Desde sus inicios, Bodegas Emilio Moro, de Ribera del Duero, ha basado sus líneas de actuación en tres pilares fundamentales: el respeto a la tradición –heredada a lo largo de tres generaciones-, la apuesta por la innovación y la responsabilidad social corporativa. Una labor, esta última, que desarrolla principalmente a través de la Fundación Emilio Moro, creada en 2008 por el fundador de la bodega Emilio Moro. Entre sus numerosas iniciativas solidarias, esta entidad sin ánimo de lucro se ha comprometido a sufragar durante todo el año los desayunos que se ofrecen diaria y gratuitamente en la iglesia de San Antón, gestionada por Mensajeros de la Paz. Una iniciativa que permitirá a la parroquia servir cerca de 9.500 desayunos y en la que se ha implicado la bodega al completo, ya que todos sus trabajadores se desplazan puntualmente a Madrid para ayudar como voluntarios.

En el marco de dicha colaboración, la bodega ha abierto sus puertas al padre Ángel y a algunos de sus parroquianos en una lúdica jornada en la que se pretendía que las personas más desfavorecidas pudieran pasar un día diferente en el campo, visitando los viñedos y las instalaciones de Emilio Moro y disfrutando, después, de una comida tradicional en la bodega.

«Nos sentimos especialmente satisfechos de poder colaborar con el padre Ángel por la excelente labor que desarrolla en apoyo de quienes más lo necesitan», aseguran desde la bodega. Por su parte, el sacerdote ha indicado que «lo más importante de este proyecto es la implicación de los trabajadores de la bodega y el despertar de la conciencia social de todo su entorno». Y ha añadido: «estoy convencido de que este será solo el primer paso de un largo camino a recorrer juntos».

Arriba, el padre Ángel con los parroquianos que habitualmente desayunan en la iglesia de San Antón.
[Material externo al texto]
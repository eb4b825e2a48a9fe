//! 2D transforms: translate, rotate, scale, skew and origin.
//!
//! Only functions that differ from the identity are emitted, always in the
//! order translate, rotate, scale, skew. An identity transform renders as
//! `none`. `transform-origin` is always present.

use std::fmt;
use std::str::FromStr;

use forge_color::format_number;
use serde::{Deserialize, Serialize};

use crate::keyword::{UnknownKeyword, keyword_enum};
use crate::merge;
use crate::rule::RuleBlock;

pub const SELECTOR: &str = ".transform";

keyword_enum! {
    #[derive(Default)]
    pub enum OriginKeyword("transform origin") {
        #[default]
        Center => "center",
        Top => "top",
        TopRight => "top right",
        Right => "right",
        BottomRight => "bottom right",
        Bottom => "bottom",
        BottomLeft => "bottom left",
        Left => "left",
        TopLeft => "top left",
    }
}

/// `transform-origin`: a keyword position or an explicit point in px.
#[derive(Debug, Clone, Copy, PartialEq, Serialize, Deserialize)]
#[serde(into = "String", try_from = "String")]
pub enum TransformOrigin {
    Keyword(OriginKeyword),
    Point { x: f64, y: f64 },
}

impl Default for TransformOrigin {
    fn default() -> Self {
        Self::Keyword(OriginKeyword::Center)
    }
}

impl fmt::Display for TransformOrigin {
    fn fmt(&self, f: &mut fmt::Formatter<'_>) -> fmt::Result {
        match self {
            Self::Keyword(keyword) => f.write_str(keyword.keyword()),
            Self::Point { x, y } => write!(f, "{}px {}px", format_number(*x), format_number(*y)),
        }
    }
}

/// A length in px; the unit may be omitted.
fn px_length(text: &str) -> Option<f64> {
    let number = text.strip_suffix("px").unwrap_or(text);
    number.parse::<f64>().ok().filter(|v| v.is_finite())
}

impl FromStr for TransformOrigin {
    type Err = UnknownKeyword;

    fn from_str(s: &str) -> Result<Self, Self::Err> {
        let words: Vec<&str> = s.split_whitespace().collect();
        if let [x, y] = words.as_slice() {
            if let (Some(x), Some(y)) = (px_length(x), px_length(y)) {
                return Ok(Self::Point { x, y });
            }
        }
        words.join(" ").parse::<OriginKeyword>().map(Self::Keyword).map_err(|mut err| {
            err.value = s.to_string();
            err.expected.push_str(", or an \"<x>px <y>px\" point");
            err
        })
    }
}

impl From<TransformOrigin> for String {
    fn from(origin: TransformOrigin) -> Self {
        origin.to_string()
    }
}

impl TryFrom<String> for TransformOrigin {
    type Error = UnknownKeyword;

    fn try_from(value: String) -> Result<Self, Self::Error> {
        value.parse()
    }
}

#[derive(Debug, Clone, PartialEq, Serialize, Deserialize)]
#[serde(rename_all = "camelCase")]
pub struct TransformConfig {
    /// px.
    pub translate_x: f64,
    pub translate_y: f64,
    /// Degrees.
    pub rotate: f64,
    pub scale_x: f64,
    pub scale_y: f64,
    /// Degrees.
    pub skew_x: f64,
    pub skew_y: f64,
    #[serde(rename = "transformOrigin")]
    pub origin: TransformOrigin,
}

impl Default for TransformConfig {
    fn default() -> Self {
        Self {
            translate_x: 0.0,
            translate_y: 0.0,
            rotate: 0.0,
            scale_x: 1.0,
            scale_y: 1.0,
            skew_x: 0.0,
            skew_y: 0.0,
            origin: TransformOrigin::default(),
        }
    }
}

#[derive(Debug, Clone, Default, PartialEq, Serialize, Deserialize)]
#[serde(rename_all = "camelCase")]
pub struct TransformPatch {
    pub translate_x: Option<f64>,
    pub translate_y: Option<f64>,
    pub rotate: Option<f64>,
    pub scale_x: Option<f64>,
    pub scale_y: Option<f64>,
    pub skew_x: Option<f64>,
    pub skew_y: Option<f64>,
    #[serde(rename = "transformOrigin")]
    pub origin: Option<TransformOrigin>,
}

impl TransformConfig {
    pub fn apply(&mut self, patch: TransformPatch) {
        merge::finite(&mut self.translate_x, patch.translate_x);
        merge::finite(&mut self.translate_y, patch.translate_y);
        merge::finite(&mut self.rotate, patch.rotate);
        merge::finite(&mut self.scale_x, patch.scale_x);
        merge::finite(&mut self.scale_y, patch.scale_y);
        merge::finite(&mut self.skew_x, patch.skew_x);
        merge::finite(&mut self.skew_y, patch.skew_y);
        merge::plain(&mut self.origin, patch.origin);
    }
}

/// The `transform` value.
#[must_use]
pub fn transform_value(config: &TransformConfig) -> String {
    let n = format_number;
    let [tx, ty, rotate, sx, sy, kx, ky] = [
        config.translate_x,
        config.translate_y,
        config.rotate,
        config.scale_x,
        config.scale_y,
        config.skew_x,
        config.skew_y,
    ]
    .map(n);
    // Values that print as identity are identity.
    let mut functions = Vec::new();
    if tx != "0" || ty != "0" {
        functions.push(format!("translate({tx}px, {ty}px)"));
    }
    if rotate != "0" {
        functions.push(format!("rotate({rotate}deg)"));
    }
    if sx != "1" || sy != "1" {
        functions.push(format!("scale({sx}, {sy})"));
    }
    if kx != "0" || ky != "0" {
        functions.push(format!("skew({kx}deg, {ky}deg)"));
    }
    if functions.is_empty() {
        "none".to_string()
    } else {
        functions.join(" ")
    }
}

#[must_use]
pub fn transform_css(config: &TransformConfig) -> RuleBlock {
    RuleBlock::new(SELECTOR)
        .with("transform", transform_value(config))
        .with("transform-origin", config.origin.to_string())
}

#[cfg(test)]
mod tests {
    use pretty_assertions::assert_eq;

    use super::*;

    #[test]
    fn identity_is_none() {
        assert_eq!(
            transform_css(&TransformConfig::default()).to_string(),
            ".transform {\n  transform: none;\n  transform-origin: center;\n}"
        );
    }

    #[test]
    fn rotate_only() {
        let config = TransformConfig { rotate: 45.0, ..TransformConfig::default() };
        let css = transform_css(&config).to_string();
        assert!(css.contains("transform: rotate(45deg);"), "{css}");
    }

    #[test]
    fn sub_precision_values_are_identity() {
        let config = TransformConfig {
            rotate: 0.000_01,
            scale_x: 1.000_01,
            translate_y: -0.000_04,
            skew_y: 0.000_02,
            ..TransformConfig::default()
        };
        assert_eq!(transform_value(&config), "none");
        let config = TransformConfig { rotate: 0.000_06, ..TransformConfig::default() };
        assert_eq!(transform_value(&config), "rotate(0.0001deg)");
    }

    #[test]
    fn functions_in_fixed_order() {
        let config = TransformConfig {
            translate_x: 10.0,
            rotate: -15.0,
            scale_y: 1.5,
            skew_x: 5.0,
            ..TransformConfig::default()
        };
        assert_eq!(
            transform_value(&config),
            "translate(10px, 0px) rotate(-15deg) scale(1, 1.5) skew(5deg, 0deg)"
        );
    }

    #[test]
    fn origin_keywords_and_points() {
        assert_eq!(
            "top  right".parse::<TransformOrigin>(),
            Ok(TransformOrigin::Keyword(OriginKeyword::TopRight))
        );
        assert_eq!(
            "10px 20.5px".parse::<TransformOrigin>(),
            Ok(TransformOrigin::Point { x: 10.0, y: 20.5 })
        );
        assert_eq!(
            "0 0".parse::<TransformOrigin>().map(|o| o.to_string()),
            Ok("0px 0px".to_string())
        );
        assert!("middle".parse::<TransformOrigin>().is_err());
    }

    #[test]
    fn origin_serializes_as_css() {
        let config = TransformConfig {
            origin: TransformOrigin::Keyword(OriginKeyword::BottomLeft),
            ..TransformConfig::default()
        };
        let json = serde_json::to_value(&config).unwrap();
        assert_eq!(json["transformOrigin"], "bottom left");
        let back: TransformConfig = serde_json::from_value(json).unwrap();
        assert_eq!(back, config);
    }

    #[test]
    fn patch_ignores_non_finite() {
        let mut config = TransformConfig::default();
        config.apply(TransformPatch {
            rotate: Some(f64::NAN),
            scale_x: Some(2.0),
            ..TransformPatch::default()
        });
        assert!(config.rotate.abs() < f64::EPSILON);
        assert_eq!(transform_value(&config), "scale(2, 1)");
    }
}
Abajo, posa con la familia Moro Espinosa. / El Norte

Dentro de las múltiples iniciativas que lleva a cabo su ONG Mensajeros de la Paz, reconocida con el Premio Príncipe de Asturias de la Concordia, se encuentran, además de la parroquia de San Antón, los restaurantes Robin Hood, con dos sedes, una en Madrid y otra en Toledo. Estos restaurantes están abiertos por la noche y cada día sirven gratuitamente cerca de cien cenas a personas sin hogar o en riesgo de exclusión social.

La Fundación Emilio Moro es la institución sin ánimo de lucro que desarrolla la responsabilidad social corporativa de Bodegas Emilio Moro. Fue creada en 2008 por Emilio Moro, impulsor de la bodega que lleva su nombre y el de su padre y que hoy se posiciona, ya a manos de sus hijos José y Javier, como una de las empresas más prestigiosas y punteras de la Ribera del Duero. La Fundación es fruto de la sensibilidad y el compromiso social del fundador de la bodega, don Emilio Moro, y contribuye entre otros objetivos al reparto justo de los recursos del agua entre las poblaciones más necesitadas, así como a promover la educación de jóvenes de exclusión social a través de alianzas estratégicas con organizaciones sin fines de lucro.